Setiap individu bersaing secara ketat degan berbagai potensi memanfaatkan berbagai sarana untuk memperoleh bo, memberikan bo dalam jumlah yang lebih besar berarti dengan sendirinya Ia disanjung, dihormati, dihargai atau mempunyai sebutan sebagai ra bobot  (masyarakat atas). Pada masa ini, pengaruh bobot masih nampak, terutama memiliki kewenangan untuk membuat keputusan, misalnya menyatakan perang suku, menjatuhkan vonis bersalah atau tidaknya kepada pihak-pihak yang bertikai. Bobot dalam kelompok masyarakat sudah berlangsung berabad-abad lamanya dan merupakan kepemimpinan politik lokal terakhir yang dikenal sebelum masuknya sistem politik modern lewat pemerintahan Belanda.

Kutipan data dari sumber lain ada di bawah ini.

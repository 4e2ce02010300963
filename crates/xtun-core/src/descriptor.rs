//! Server Descriptors
//!
//! Protocol-agnostic description of a remote proxy server, as the host
//! application stores it. Each protocol variant carries its own typed
//! fields; anything the typed fields do not cover lives in `extra` and is
//! merged into the generated engine settings at translation time.
//!
//! # Wire shape
//!
//! ```json
//! {
//!   "id": "7b0c...",
//!   "name": "Frankfurt",
//!   "address": "ss.example.com",
//!   "port": 8388,
//!   "protocol": "shadowsocks",
//!   "password": "pw",
//!   "method": "chacha20-ietf-poly1305",
//!   "extra": { "level": 1 }
//! }
//! ```

use serde::{Deserialize, Serialize};
use serde_json::{Map, Value};
use std::fmt;
use std::net::IpAddr;

/// Placeholder printed instead of credentials.
const REDACTED: &str = "<redacted>";

/// Protocol family of a descriptor, without its credentials.
#[derive(Debug, Clone, Copy, PartialEq, Eq, Hash, Serialize, Deserialize)]
#[serde(rename_all = "lowercase")]
pub enum ProtocolKind {
    Shadowsocks,
    Vmess,
    Trojan,
    Vless,
    Ikev2,
    WireGuard,
}

impl ProtocolKind {
    /// Protocol name as the proxy engine spells it.
    pub fn as_str(&self) -> &'static str {
        match self {
            ProtocolKind::Shadowsocks => "shadowsocks",
            ProtocolKind::Vmess => "vmess",
            ProtocolKind::Trojan => "trojan",
            ProtocolKind::Vless => "vless",
            ProtocolKind::Ikev2 => "ikev2",
            ProtocolKind::WireGuard => "wireguard",
        }
    }

    /// Whether traffic for this protocol is carried by the proxy engine.
    pub fn is_engine_routed(&self) -> bool {
        !matches!(self, ProtocolKind::Ikev2 | ProtocolKind::WireGuard)
    }
}

impl fmt::Display for ProtocolKind {
    fn fmt(&self, f: &mut fmt::Formatter<'_>) -> fmt::Result {
        f.write_str(self.as_str())
    }
}

/// Protocol-specific fields.
///
/// Required fields are `Option`s so that a descriptor missing them can still
/// be stored and later rejected with a precise `MissingField` error.
#[derive(Clone, PartialEq, Serialize, Deserialize)]
#[serde(tag = "protocol", rename_all = "lowercase", rename_all_fields = "camelCase")]
pub enum ProtocolSettings {
    Shadowsocks {
        #[serde(default, skip_serializing_if = "Option::is_none")]
        password: Option<String>,
        #[serde(default, skip_serializing_if = "Option::is_none")]
        method: Option<String>,
    },
    Vmess {
        #[serde(default, alias = "uuid", skip_serializing_if = "Option::is_none")]
        identifier: Option<String>,
        #[serde(default, skip_serializing_if = "Option::is_none")]
        alter_id: Option<u32>,
        #[serde(default, skip_serializing_if = "Option::is_none")]
        security: Option<String>,
    },
    Trojan {
        #[serde(default, skip_serializing_if = "Option::is_none")]
        password: Option<String>,
        #[serde(default, skip_serializing_if = "Option::is_none")]
        sni: Option<String>,
    },
    Vless {
        #[serde(default, alias = "uuid", skip_serializing_if = "Option::is_none")]
        identifier: Option<String>,
        #[serde(default, skip_serializing_if = "Option::is_none")]
        encryption: Option<String>,
        #[serde(default, skip_serializing_if = "Option::is_none")]
        flow: Option<String>,
    },
    Ikev2 {
        #[serde(default, skip_serializing_if = "Option::is_none")]
        username: Option<String>,
        #[serde(default, skip_serializing_if = "Option::is_none")]
        password: Option<String>,
        #[serde(default, skip_serializing_if = "Option::is_none")]
        remote_id: Option<String>,
    },
    #[serde(rename = "wireguard")]
    WireGuard {
        #[serde(default, skip_serializing_if = "Option::is_none")]
        private_key: Option<String>,
        #[serde(default, skip_serializing_if = "Option::is_none")]
        peer_public_key: Option<String>,
    },
}

impl ProtocolSettings {
    /// The protocol family of these settings.
    pub fn kind(&self) -> ProtocolKind {
        match self {
            ProtocolSettings::Shadowsocks { .. } => ProtocolKind::Shadowsocks,
            ProtocolSettings::Vmess { .. } => ProtocolKind::Vmess,
            ProtocolSettings::Trojan { .. } => ProtocolKind::Trojan,
            ProtocolSettings::Vless { .. } => ProtocolKind::Vless,
            ProtocolSettings::Ikev2 { .. } => ProtocolKind::Ikev2,
            ProtocolSettings::WireGuard { .. } => ProtocolKind::WireGuard,
        }
    }

    /// Shadowsocks with a password and the default cipher.
    pub fn shadowsocks(password: impl Into<String>) -> Self {
        ProtocolSettings::Shadowsocks {
            password: Some(password.into()),
            method: None,
        }
    }

    /// VMess with a user id and default security.
    pub fn vmess(identifier: impl Into<String>) -> Self {
        ProtocolSettings::Vmess {
            identifier: Some(identifier.into()),
            alter_id: None,
            security: None,
        }
    }

    /// Trojan with a password; SNI defaults to the server address.
    pub fn trojan(password: impl Into<String>) -> Self {
        ProtocolSettings::Trojan {
            password: Some(password.into()),
            sni: None,
        }
    }

    /// VLESS with a user id, no encryption and no flow.
    pub fn vless(identifier: impl Into<String>) -> Self {
        ProtocolSettings::Vless {
            identifier: Some(identifier.into()),
            encryption: None,
            flow: None,
        }
    }
}

fn redact(value: &Option<String>) -> Option<&'static str> {
    value.as_ref().map(|_| REDACTED)
}

impl fmt::Debug for ProtocolSettings {
    fn fmt(&self, f: &mut fmt::Formatter<'_>) -> fmt::Result {
        match self {
            ProtocolSettings::Shadowsocks { password, method } => f
                .debug_struct("Shadowsocks")
                .field("password", &redact(password))
                .field("method", method)
                .finish(),
            ProtocolSettings::Vmess { identifier, alter_id, security } => f
                .debug_struct("Vmess")
                .field("identifier", &redact(identifier))
                .field("alter_id", alter_id)
                .field("security", security)
                .finish(),
            ProtocolSettings::Trojan { password, sni } => f
                .debug_struct("Trojan")
                .field("password", &redact(password))
                .field("sni", sni)
                .finish(),
            ProtocolSettings::Vless { identifier, encryption, flow } => f
                .debug_struct("Vless")
                .field("identifier", &redact(identifier))
                .field("encryption", encryption)
                .field("flow", flow)
                .finish(),
            ProtocolSettings::Ikev2 { username, password, remote_id } => f
                .debug_struct("Ikev2")
                .field("username", username)
                .field("password", &redact(password))
                .field("remote_id", remote_id)
                .finish(),
            ProtocolSettings::WireGuard { private_key, peer_public_key } => f
                .debug_struct("WireGuard")
                .field("private_key", &redact(private_key))
                .field("peer_public_key", peer_public_key)
                .finish(),
        }
    }
}

/// Stream network used between the engine and the server.
#[derive(Debug, Clone, Copy, PartialEq, Eq, Default, Serialize, Deserialize)]
#[serde(rename_all = "lowercase")]
pub enum Network {
    #[default]
    Tcp,
    Ws,
    Grpc,
    H2,
}

impl Network {
    pub fn as_str(&self) -> &'static str {
        match self {
            Network::Tcp => "tcp",
            Network::Ws => "ws",
            Network::Grpc => "grpc",
            Network::H2 => "h2",
        }
    }
}

/// Stream security layer.
#[derive(Debug, Clone, Copy, PartialEq, Eq, Default, Serialize, Deserialize)]
#[serde(rename_all = "lowercase")]
pub enum Security {
    #[default]
    None,
    Tls,
    Reality,
}

impl Security {
    pub fn as_str(&self) -> &'static str {
        match self {
            Security::None => "none",
            Security::Tls => "tls",
            Security::Reality => "reality",
        }
    }
}

/// Optional transport settings (stream type, TLS, WebSocket path).
#[derive(Debug, Clone, PartialEq, Eq, Default, Serialize, Deserialize)]
#[serde(rename_all = "camelCase")]
pub struct TransportSettings {
    #[serde(default)]
    pub network: Network,
    #[serde(default)]
    pub security: Security,
    #[serde(default, skip_serializing_if = "Option::is_none")]
    pub sni: Option<String>,
    #[serde(default, skip_serializing_if = "Option::is_none")]
    pub fingerprint: Option<String>,
    #[serde(default)]
    pub allow_insecure: bool,
    #[serde(default, skip_serializing_if = "Option::is_none")]
    pub ws_path: Option<String>,
    #[serde(default, skip_serializing_if = "Option::is_none")]
    pub ws_host: Option<String>,
    #[serde(default, skip_serializing_if = "Option::is_none")]
    pub grpc_service_name: Option<String>,
    #[serde(default, skip_serializing_if = "Option::is_none")]
    pub reality_public_key: Option<String>,
    #[serde(default, skip_serializing_if = "Option::is_none")]
    pub reality_short_id: Option<String>,
}

impl TransportSettings {
    /// WebSocket transport over TLS.
    pub fn websocket_tls(path: impl Into<String>) -> Self {
        Self {
            network: Network::Ws,
            security: Security::Tls,
            ws_path: Some(path.into()),
            ..Self::default()
        }
    }
}

/// How traffic is split between the proxy and the direct outbound.
#[derive(Debug, Clone, Copy, PartialEq, Eq, Default, Serialize, Deserialize)]
#[serde(rename_all = "lowercase")]
pub enum ConnectionMode {
    /// Everything goes through the proxy
    Global,
    /// Private destinations go direct, the rest through the proxy
    #[default]
    Rule,
    /// Everything goes direct
    Direct,
}

/// A remote proxy/VPN server.
///
/// Immutable once a connection attempt has started: a different descriptor
/// means a new connect or an explicit reconfigure.
#[derive(Clone, PartialEq, Serialize, Deserialize)]
pub struct ServerDescriptor {
    pub id: String,
    #[serde(default)]
    pub name: String,
    pub address: String,
    pub port: u16,
    #[serde(flatten)]
    pub protocol: ProtocolSettings,
    #[serde(default, skip_serializing_if = "Option::is_none")]
    pub transport: Option<TransportSettings>,
    #[serde(default, skip_serializing_if = "Map::is_empty")]
    pub extra: Map<String, Value>,
}

impl ServerDescriptor {
    /// Create a descriptor with a fresh id.
    pub fn new(
        name: impl Into<String>,
        address: impl Into<String>,
        port: u16,
        protocol: ProtocolSettings,
    ) -> Self {
        Self {
            id: uuid::Uuid::new_v4().to_string(),
            name: name.into(),
            address: address.into(),
            port,
            protocol,
            transport: None,
            extra: Map::new(),
        }
    }

    /// Set the transport settings.
    pub fn with_transport(mut self, transport: TransportSettings) -> Self {
        self.transport = Some(transport);
        self
    }

    /// Add a free-form engine setting.
    pub fn with_extra(mut self, key: impl Into<String>, value: Value) -> Self {
        self.extra.insert(key.into(), value);
        self
    }

    /// The protocol family.
    pub fn kind(&self) -> ProtocolKind {
        self.protocol.kind()
    }

    /// Name for logs and status; falls back to the endpoint.
    pub fn display_name(&self) -> String {
        if self.name.is_empty() {
            self.endpoint()
        } else {
            self.name.clone()
        }
    }

    /// `address:port`, bracketing IPv6 literals.
    pub fn endpoint(&self) -> String {
        match self.address.parse::<IpAddr>() {
            Ok(IpAddr::V6(ip)) => format!("[{}]:{}", ip, self.port),
            _ => format!("{}:{}", self.address, self.port),
        }
    }

    /// The server address, if it is an IP literal.
    pub fn ip(&self) -> Option<IpAddr> {
        self.address.parse().ok()
    }
}

impl fmt::Debug for ServerDescriptor {
    fn fmt(&self, f: &mut fmt::Formatter<'_>) -> fmt::Result {
        f.debug_struct("ServerDescriptor")
            .field("id", &self.id)
            .field("name", &self.name)
            .field("address", &self.address)
            .field("port", &self.port)
            .field("protocol", &self.protocol)
            .field("transport", &self.transport)
            .field("extra_keys", &self.extra.keys().collect::<Vec<_>>())
            .finish()
    }
}
impl SystemInterface {
    pub fn new() -> Self {
        Self {
            ip: PathBuf::from("ip"),
            resolvectl: PathBuf::from("resolvectl"),
            table: 2022,
            applied: Mutex::new(None),
        }
    }

    /// Routing table holding the tunnel routes.
    pub fn with_table(mut self, table: u32) -> Self {
        self.table = table;
        self
    }

    /// Commands that install `settings`.
    pub fn apply_commands(&self, settings: &NetworkSettings) -> Vec<SystemCommand> {
        let name = settings.interface_name.as_str();
        let table = self.table.to_string();
        let address = format!("{}/{}", settings.address, settings.prefix_len);
        let mtu = settings.mtu.to_string();

        let mut commands = vec![
            SystemCommand::new(&self.ip, &["addr", "replace", &address, "dev", name]),
            SystemCommand::new(&self.ip, &["link", "set", "dev", name, "mtu", &mtu, "up"]),
        ];

        for net in &settings.included_routes {
            let net = net.to_string();
            commands.push(SystemCommand::new(
                &self.ip,
                &["route", "replace", &net, "dev", name, "table", &table],
            ));
        }

        let exclude_priority = EXCLUDE_PRIORITY.to_string();
        for net in settings.excluded_routes() {
            let flag = family_flag(net);
            let net = net.to_string();
            commands.push(SystemCommand::new(
                &self.ip,
                &[flag, "rule", "add", "to", &net, "lookup", "main", "priority", &exclude_priority],
            ));
        }

        let tunnel_priority = TUNNEL_PRIORITY.to_string();
        for flag in ["-4", "-6"] {
            commands.push(SystemCommand::new(
                &self.ip,
                &[flag, "rule", "add", "lookup", &table, "priority", &tunnel_priority],
            ));
        }

        if !settings.dns_servers.is_empty() {
            let mut args = vec!["dns".to_string(), name.to_string()];
            args.extend(settings.dns_servers.iter().map(|ip| ip.to_string()));
            commands.push(SystemCommand {
                program: self.resolvectl.clone(),
                args,
            });
            commands.push(SystemCommand::new(&self.resolvectl, &["domain", name, "~."]));
        }

        commands
    }

    /// Commands that undo [`apply_commands`](Self::apply_commands).
    pub fn clear_commands(&self, settings: &NetworkSettings) -> Vec<SystemCommand> {
        let name = settings.interface_name.as_str();
        let table = self.table.to_string();

        let mut commands = Vec::new();
        let tunnel_priority = TUNNEL_PRIORITY.to_string();
        for flag in ["-4", "-6"] {
            commands.push(SystemCommand::new(
                &self.ip,
                &[flag, "rule", "del", "lookup", &table, "priority", &tunnel_priority],
            ));
        }

        let exclude_priority = EXCLUDE_PRIORITY.to_string();
        for net in settings.excluded_routes() {
            let flag = family_flag(net);
            let net = net.to_string();
            commands.push(SystemCommand::new(
                &self.ip,
                &[flag, "rule", "del", "to", &net, "lookup", "main", "priority", &exclude_priority],
            ));
        }

        for flag in ["-4", "-6"] {
            commands.push(SystemCommand::new(&self.ip, &[flag, "route", "flush", "table", &table]));
        }
        commands.push(SystemCommand::new(&self.ip, &["addr", "flush", "dev", name]));

        if !settings.dns_servers.is_empty() {
            commands.push(SystemCommand::new(&self.resolvectl, &["revert", name]));
        }
        commands
    }

    async fn run(command: &SystemCommand) -> Result<(), InterfaceError> {
        debug!("Running {}", command.display());
        let output = Command::new(&command.program)
            .args(&command.args)
            .output()
            .await
            .map_err(|e| {
                InterfaceError::SettingsRejected(format!("{}: {}", command.display(), e))
            })?;

        if output.status.success() {
            Ok(())
        } else {
            Err(InterfaceError::SettingsRejected(format!(
                "{} exited with {}: {}",
                command.display(),
                output.status,
                String::from_utf8_lossy(&output.stderr).trim()
            )))
        }
    }

    /// Run every command, returning the first failure.
    async fn run_all(commands: &[SystemCommand]) -> Result<(), InterfaceError> {
        let mut first_error = None;
        for command in commands {
            if let Err(e) = Self::run(command).await {
                warn!("{}", e);
                first_error.get_or_insert(e);
            }
        }
        first_error.map_or(Ok(()), Err)
    }
}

Sistem pelapisan pada waktu lampauw sebelum masuknya pemerintahan Belanda. Masyarakat sudah membagi strata sosial dalam tiga wilayah yaitu : (1). Lapisan atas (ra bobot); (2). Lapisan masyarakat menengah (ra sai atau ra kinyah); (3). Lapisan masyarakat bawah atau orang kebanyakan (ra kair atau ra warok, sigyah). Perbedaan strata sosial masyarakat didasarkan pada tiga alasan besar yaitu : (1) kepemilikan bo (benda atau barang berbentuk kain); (2) kemampuan memimpin pesta-pesta inisiasi dan (3) murah hati.

1) Lapisan atas (ra bobot) yang termasuk kategori masyarakat atas adalah memiliki bo pusaka (wan) dan beberapa bo yang termasuk klafisikasi berkualitas seperti wan safe, sariem. Untuk memperoleh gelar ra bobot, ada beberapa kriterial tertentu yakni kepemilikan bo berkualitas kelas satu (bo pusaka), pandai bermain atau melakukan transasksi tukar menukar bo, kedudukan yang bersifat melembaga, tingkat senioritas dan memiliki kekuasaan atas sejumlah pengikut.

2)  Lapisan masyarakat menengah (ra sai atau ra kinyah), yang termasuk kategori menengah adalah mereka yang tidak memiliki bo klasifikasi kwalitas kelas satu atau bo pusaka. Selain itu mereka juga tidak memiiki bo yang sebanding dengan bo yang dimiliki oleh golongan masyarakat kelas atas. Bo yang dimiliki oleh golongan masyarakat menengah tidak sebanyak yang dimiliki oleh golongan masyarakat atas.

3)   Lapisan masyarakat kebanyakan atau (ra kain atau ra warok, sigyah), yang termasuk golongan orang kebanyakan adalah golongan masyarakat yang sama sekali  tidak memiliki bo kelas satu dan bo jenis lainnya secara hirarkis, membedakan masyarakat kedalam berbagai lapisan memang tidak nampak secara jelas. Namun dalam kehidupan sehari-hari membedakan strata social masyarakat sangat nampak, terutama dalam hal pemilihan jodoh, sering nampak jelas pada saat terjadi pertikaian atau konflik.  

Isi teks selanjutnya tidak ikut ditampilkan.